Today we met at around 10:30 am, a remarkably early time for people who had eaten and drunk a lot the night before. Even more remarkable was the fact that we all made it to the meeting point more or less on time.

The original plan had been that we would go for a ride on a steam train from Bury to possibly Ramsbottom. Last year we did the journey from Rawtenstall and a very good time we had too. This year, however, such has seemingly been the success of the Christmas steam train rides that there were no tickets left for today, despite attempts to book a few weeks ago.

And so we had to think again.

A sort of guided reminiscence tour of Manchester city centre was proposed, one of our number having been away from the city for a good while, and was enthusiastically accepted. Half a dozen old age pensioners (a few of Friday night’s revellers had had to set off for home earlier in the morning) rather over-excitedly caught a bus and went and sat upstairs, something unheard of most of the time. Those of our party who reside on Wales or Scotland had a little moan because their Welsh and Scots bus passes are not viable here. But we had the reverse problem when we met in Wales a few weeks back.

We visited the cathedral and admired the stained glass, especially the blitz images. And we appreciated the organ music - a new and expensive organ!

We moved on through the Corn Exchange, now a collection restaurants of a variety of sorts, to the Royal Exchange, for a long time now a theatre, straddling Cross Street and St Ann’s Square. Some of our party spent money in the shops there. Others of us used the loos.

Next stop, St Ann’s Church, third oldest building in Manchester. Very pretty.

We kept losing members of the group as people stopped to admire things, to reminisce, to wander off on their own to find some personal memory. It’s a good job there were only six of us.

We were on the lookout, among other things for St. Mary's church. The Hidden Gem, as it is known, probably because it’s off the beaten track, was founded in 1794 in the centre of what was then, the poorest quarter of Manchester. It is now thought to be the oldest post-Reformation Catholic church founded as a church in any major centre of population in England. The Relief act allowing Catholic churches to be built again as churches was passed in 1791. The building of St. Mary's was begun in 1792. We found it but we didn’t stay long as a service was in progress.
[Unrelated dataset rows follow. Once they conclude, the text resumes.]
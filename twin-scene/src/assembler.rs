//! Scene assembly from frames and an optional point cloud.

use crate::color::FrameColorSampler;
use crate::graph::{
    CameraData, CameraPose, GraphError, MaterialData, MeshData, PointsData, PrimData, PrimPath,
    SceneGraph, TimeRange, sanitize_name,
};
use glam::Vec3;
use std::collections::HashSet;
use std::f32::consts::TAU;
use std::path::PathBuf;
use thiserror::Error;
use tracing::{debug, info, instrument, warn};
use twin_data::{Frame, PlyError, PointCloud, asset_reference, sort_frames};

#[derive(Debug, Error)]
pub enum InputError {
    #[error("no frames to build a scene from")]
    NoFrames,

    #[error(transparent)]
    PointCloud(#[from] PlyError),

    #[error("could not build scene graph: {0}")]
    Graph(#[from] GraphError),
}

/// Scene layout parameters.
#[derive(Debug, Clone, PartialEq)]
pub struct AssemblerOptions {
    pub scene_name: String,
    pub time_codes_per_second: f64,
    /// Side length of the fallback plane.
    pub plane_size: f32,
    pub point_width: f32,
    /// Omit point and plane geometry entirely.
    pub skip_geometry: bool,
    /// Directory texture references are made relative to.
    pub asset_base: PathBuf,
    pub orbit_radius: f32,
    pub orbit_height: f32,
}

impl Default for AssemblerOptions {
    fn default() -> Self {
        Self {
            scene_name: "twin".to_string(),
            time_codes_per_second: 24.0,
            plane_size: 10.0,
            point_width: 0.01,
            skip_geometry: false,
            asset_base: PathBuf::from("."),
            orbit_radius: 5.0,
            orbit_height: 1.5,
        }
    }
}

impl AssemblerOptions {
    pub fn with_scene_name(mut self, name: impl Into<String>) -> Self {
        self.scene_name = name.into();
        self
    }

    pub fn with_asset_base(mut self, base: impl Into<PathBuf>) -> Self {
        self.asset_base = base.into();
        self
    }

    pub fn with_skip_geometry(mut self, skip: bool) -> Self {
        self.skip_geometry = skip;
        self
    }
}

/// Builds a [`SceneGraph`] from the frame sequence and whatever geometry
/// survived reconstruction.
///
/// A non-empty point cloud becomes a `Points` prim; otherwise a textured
/// plane bound to a material showing the earliest frame is used.
#[derive(Debug, Clone, Default)]
pub struct SceneAssembler {
    options: AssemblerOptions,
}

impl SceneAssembler {
    pub fn new(options: AssemblerOptions) -> Self {
        Self { options }
    }

    pub fn options(&self) -> &AssemblerOptions {
        &self.options
    }

    #[instrument(skip_all, fields(frames = frames.len(), points = cloud.map(PointCloud::len)))]
    pub fn assemble(
        &self,
        frames: &[Frame],
        cloud: Option<&PointCloud>,
    ) -> Result<SceneGraph, InputError> {
        if frames.is_empty() {
            return Err(InputError::NoFrames);
        }
        let mut frames = frames.to_vec();
        sort_frames(&mut frames);
        let range = TimeRange::new(frames[0].timestamp, frames[frames.len() - 1].timestamp);

        let mut graph = SceneGraph::new(&self.options.scene_name, self.options.time_codes_per_second);
        graph.set_time_range(range);
        let world = PrimPath::root("World")?;
        graph.add_prim(world.clone(), PrimData::World)?;

        let cameras = self.add_cameras(&mut graph, &world, &frames, range)?;

        let geometry = if self.options.skip_geometry {
            info!("Geometry skipped by configuration");
            "none"
        } else {
            match cloud.filter(|c| !c.is_empty()) {
                Some(cloud) => {
                    self.add_points(&mut graph, &world, &frames, cloud)?;
                    "points"
                }
                None => {
                    self.add_plane(&mut graph, &world, &frames[0])?;
                    "plane"
                }
            }
        };

        graph.validate()?;
        info!(
            "Assembled scene '{}': {} cameras, {} prims, geometry={}",
            graph.name(),
            cameras,
            graph.len(),
            geometry
        );
        Ok(graph)
    }

    fn add_cameras(
        &self,
        graph: &mut SceneGraph,
        world: &PrimPath,
        frames: &[Frame],
        range: TimeRange,
    ) -> Result<usize, GraphError> {
        let scope = world.child("Cameras")?;
        graph.add_prim(scope.clone(), PrimData::Scope)?;

        let mut ids: Vec<&str> = Vec::new();
        for frame in frames {
            if !ids.contains(&frame.camera_id.as_str()) {
                ids.push(&frame.camera_id);
            }
        }

        let mut taken = HashSet::new();
        for (index, id) in ids.iter().enumerate() {
            let mut camera = CameraData::new(*id);
            for frame in frames.iter().filter(|f| f.camera_id == *id) {
                let pose = self.orbit_pose(index, ids.len(), range.normalized(frame.timestamp));
                if !camera.add_keyframe(frame.timestamp, pose) {
                    warn!(
                        "Camera '{}' has two frames at t={}; keeping the later",
                        id, frame.timestamp
                    );
                }
            }

            let name = unique_name(&sanitize_name(id), &mut taken);
            debug!("Camera '{}' -> {} ({} keyframes)", id, name, camera.keyframe_count());
            graph.add_prim(scope.child(&name)?, PrimData::Camera(camera))?;
        }
        Ok(ids.len())
    }

    /// Pose on a circle around the origin, looking at it. Cameras start
    /// evenly spaced and sweep one revolution over the capture time range.
    fn orbit_pose(&self, index: usize, count: usize, progress: f64) -> CameraPose {
        let radius = self.options.orbit_radius;
        let height = self.options.orbit_height;
        let angle = TAU * (index as f32 / count.max(1) as f32) + TAU * progress as f32;
        let pitch = -height.atan2(radius).to_degrees();
        CameraPose {
            translate: Vec3::new(radius * angle.sin(), height, radius * angle.cos()),
            rotate: Vec3::new(pitch, angle.to_degrees().rem_euclid(360.0), 0.0),
        }
    }

    fn add_points(
        &self,
        graph: &mut SceneGraph,
        world: &PrimPath,
        frames: &[Frame],
        cloud: &PointCloud,
    ) -> Result<(), GraphError> {
        let count = cloud.len();
        let mut sampler = FrameColorSampler::new(frames);
        let mut sampled = 0;
        let colors = cloud
            .points
            .iter()
            .enumerate()
            .map(|(i, p)| {
                p.color.unwrap_or_else(|| {
                    sampled += 1;
                    sampler.sample(i, count)
                })
            })
            .collect();
        let normals = cloud
            .has_normals()
            .then(|| cloud.points.iter().filter_map(|p| p.normal).collect());
        if sampled > 0 {
            debug!("Sampled {} of {} point colors from frames", sampled, count);
        }

        let points = PointsData {
            positions: cloud.points.iter().map(|p| p.position).collect(),
            colors,
            normals,
            width: self.options.point_width,
            sampled_colors: sampled,
        };
        graph.add_prim(world.child("PointCloud")?, PrimData::Points(points))
    }

    fn add_plane(
        &self,
        graph: &mut SceneGraph,
        world: &PrimPath,
        first: &Frame,
    ) -> Result<(), GraphError> {
        let materials = world.child("Materials")?;
        let material = materials.child("FrameMaterial")?;
        let texture = asset_reference(first.path(), &self.options.asset_base);
        debug!("Plane texture: {}", texture);

        graph.add_prim(
            world.child("Plane")?,
            PrimData::Mesh(MeshData::plane(self.options.plane_size, Some(material.clone()))),
        )?;
        graph.add_prim(materials, PrimData::Scope)?;
        graph.add_prim(material, PrimData::Material(MaterialData::new(texture)))
    }
}

fn unique_name(base: &str, taken: &mut HashSet<String>) -> String {
    let mut name = base.to_string();
    let mut suffix = 2;
    while !taken.insert(name.clone()) {
        name = format!("{base}_{suffix}");
        suffix += 1;
    }
    name
}

#[cfg(test)]
mod tests {
    use super::*;
    use crate::graph::PrimKind;
    use twin_data::Point;

    fn frames(camera: &str, count: usize) -> Vec<Frame> {
        (0..count)
            .map(|i| Frame::new(format!("frames/{camera}_img_{i:06}.jpg"), camera, i as f64 * 0.5))
            .collect()
    }

    fn assembler() -> SceneAssembler {
        SceneAssembler::new(AssemblerOptions::default().with_asset_base("."))
    }

    #[test]
    fn test_no_frames_is_input_error() {
        let cloud = PointCloud::new(vec![Point::new(Vec3::ZERO)]);
        for cloud in [None, Some(&cloud)] {
            assert!(matches!(
                assembler().assemble(&[], cloud),
                Err(InputError::NoFrames)
            ));
        }
    }

    #[test]
    fn test_one_camera_per_id_with_keyframe_per_frame() {
        let mut all = frames("front", 3);
        all.extend(frames("back", 2));
        all.extend(frames("side-cam", 1));
        let graph = assembler().assemble(&all, None).unwrap();

        let cameras: Vec<_> = graph
            .prims_of_kind(PrimKind::Camera)
            .map(|p| match p.data() {
                PrimData::Camera(c) => (p.path().to_string(), c.camera_id.clone(), c.keyframe_count()),
                _ => unreachable!(),
            })
            .collect();
        assert_eq!(cameras.len(), 3);
        // Order of first appearance after sorting by (timestamp, camera id).
        assert_eq!(cameras[0], ("/World/Cameras/back".to_string(), "back".to_string(), 2));
        assert_eq!(cameras[1], ("/World/Cameras/front".to_string(), "front".to_string(), 3));
        assert_eq!(
            cameras[2],
            ("/World/Cameras/side_cam".to_string(), "side-cam".to_string(), 1)
        );
    }

    #[test]
    fn test_frames_sharing_a_timestamp_are_counted_as_merged() {
        let all = vec![
            Frame::new("lobby_a.jpg", "lobby", 1.0),
            Frame::new("lobby_b.jpg", "lobby", 1.0),
            Frame::new("lobby_c.jpg", "lobby", 2.0),
            Frame::new("door.jpg", "door", 1.0),
        ];
        let graph = assembler().assemble(&all, None).unwrap();
        let keyframes: Vec<_> = graph
            .prims_of_kind(PrimKind::Camera)
            .map(|p| match p.data() {
                PrimData::Camera(c) => (c.camera_id.clone(), c.keyframe_count(), c.merged_frames),
                _ => unreachable!(),
            })
            .collect();
        assert_eq!(
            keyframes,
            vec![("door".to_string(), 1, 0), ("lobby".to_string(), 2, 1)]
        );
        assert_eq!(graph.merged_frames(), 1);
    }

    #[test]
    fn test_colliding_camera_names_are_suffixed() {
        let all = vec![
            Frame::new("a.jpg", "cam-1", 0.0),
            Frame::new("b.jpg", "cam_1", 0.0),
            Frame::new("c.jpg", "cam.1", 0.0),
        ];
        let graph = assembler().assemble(&all, None).unwrap();
        let names: Vec<_> = graph
            .prims_of_kind(PrimKind::Camera)
            .map(|p| p.path().name().to_string())
            .collect();
        assert_eq!(names, vec!["cam_1", "cam_1_2", "cam_1_3"]);
    }

    #[test]
    fn test_empty_cloud_falls_back_to_textured_plane() {
        let mut all = frames("cam", 5);
        all.reverse();
        let empty = PointCloud::default();
        for cloud in [None, Some(&empty)] {
            let graph = assembler().assemble(&all, cloud).unwrap();
            assert_eq!(graph.prims_of_kind(PrimKind::Points).count(), 0);
            assert_eq!(graph.prims_of_kind(PrimKind::Mesh).count(), 1);

            let material = graph.prims_of_kind(PrimKind::Material).next().unwrap();
            assert_eq!(material.path().as_str(), "/World/Materials/FrameMaterial");
            let PrimData::Material(data) = material.data() else {
                panic!("expected material data");
            };
            assert_eq!(data.diffuse_texture, "./frames/cam_img_000000.jpg");
            assert_eq!(data.roughness, 0.4);
            assert_eq!(data.metallic, 0.0);

            let mesh = graph.prims_of_kind(PrimKind::Mesh).next().unwrap();
            let PrimData::Mesh(mesh) = mesh.data() else {
                panic!("expected mesh data");
            };
            assert_eq!(mesh.material.as_ref(), Some(material.path()));
        }
    }

    #[test]
    fn test_point_cloud_keeps_known_colors() {
        let cloud = PointCloud::new(vec![
            Point::new(Vec3::ZERO).with_color(Vec3::X),
            Point::new(Vec3::ONE).with_color(Vec3::Y),
        ]);
        let graph = assembler().assemble(&frames("cam", 2), Some(&cloud)).unwrap();
        assert_eq!(graph.prims_of_kind(PrimKind::Mesh).count(), 0);
        assert_eq!(graph.prims_of_kind(PrimKind::Material).count(), 0);

        let points = graph.prims_of_kind(PrimKind::Points).next().unwrap();
        let PrimData::Points(data) = points.data() else {
            panic!("expected points data");
        };
        assert_eq!(data.colors, vec![Vec3::X, Vec3::Y]);
        assert_eq!(data.sampled_colors, 0);
        assert_eq!(data.normals, None);
        assert_eq!(data.extent(), [Vec3::ZERO, Vec3::ONE]);
    }

    #[test]
    fn test_skip_geometry_omits_points_and_plane() {
        let options = AssemblerOptions::default().with_skip_geometry(true);
        let graph = SceneAssembler::new(options).assemble(&frames("cam", 2), None).unwrap();
        assert_eq!(graph.prims_of_kind(PrimKind::Mesh).count(), 0);
        assert_eq!(graph.prims_of_kind(PrimKind::Points).count(), 0);
        assert_eq!(graph.prims_of_kind(PrimKind::Camera).count(), 1);
    }

    #[test]
    fn test_orbit_looks_at_origin() {
        let pose = assembler().orbit_pose(0, 1, 0.0);
        assert!((pose.translate - Vec3::new(0.0, 1.5, 5.0)).length() < 1e-5);
        assert_eq!(pose.rotate.y, 0.0);
        assert!(pose.rotate.x < 0.0);

        let quarter = assembler().orbit_pose(1, 4, 0.0);
        assert!((quarter.translate - Vec3::new(5.0, 1.5, 0.0)).length() < 1e-4);
        assert!((quarter.rotate.y - 90.0).abs() < 1e-4);
    }
}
Eventually we reached Albert Square and threaded our way through to St Peter’s Square, stopping en route for refreshments at the cafe in Manchester Central Library, where quite a few of our gang had done revision for A-Level exams in the dim and distant past - the library that is, not the cafe.

And finally we arrived at St Peter’s Square, where we went and looked at the empty spot where next Friday they will unveil a statue of Emmeline Pankhurst. By then some of the excursionists were feeling the need to drink beer. Besides, it was starting to rain. So we sought shelter in a local hostelry.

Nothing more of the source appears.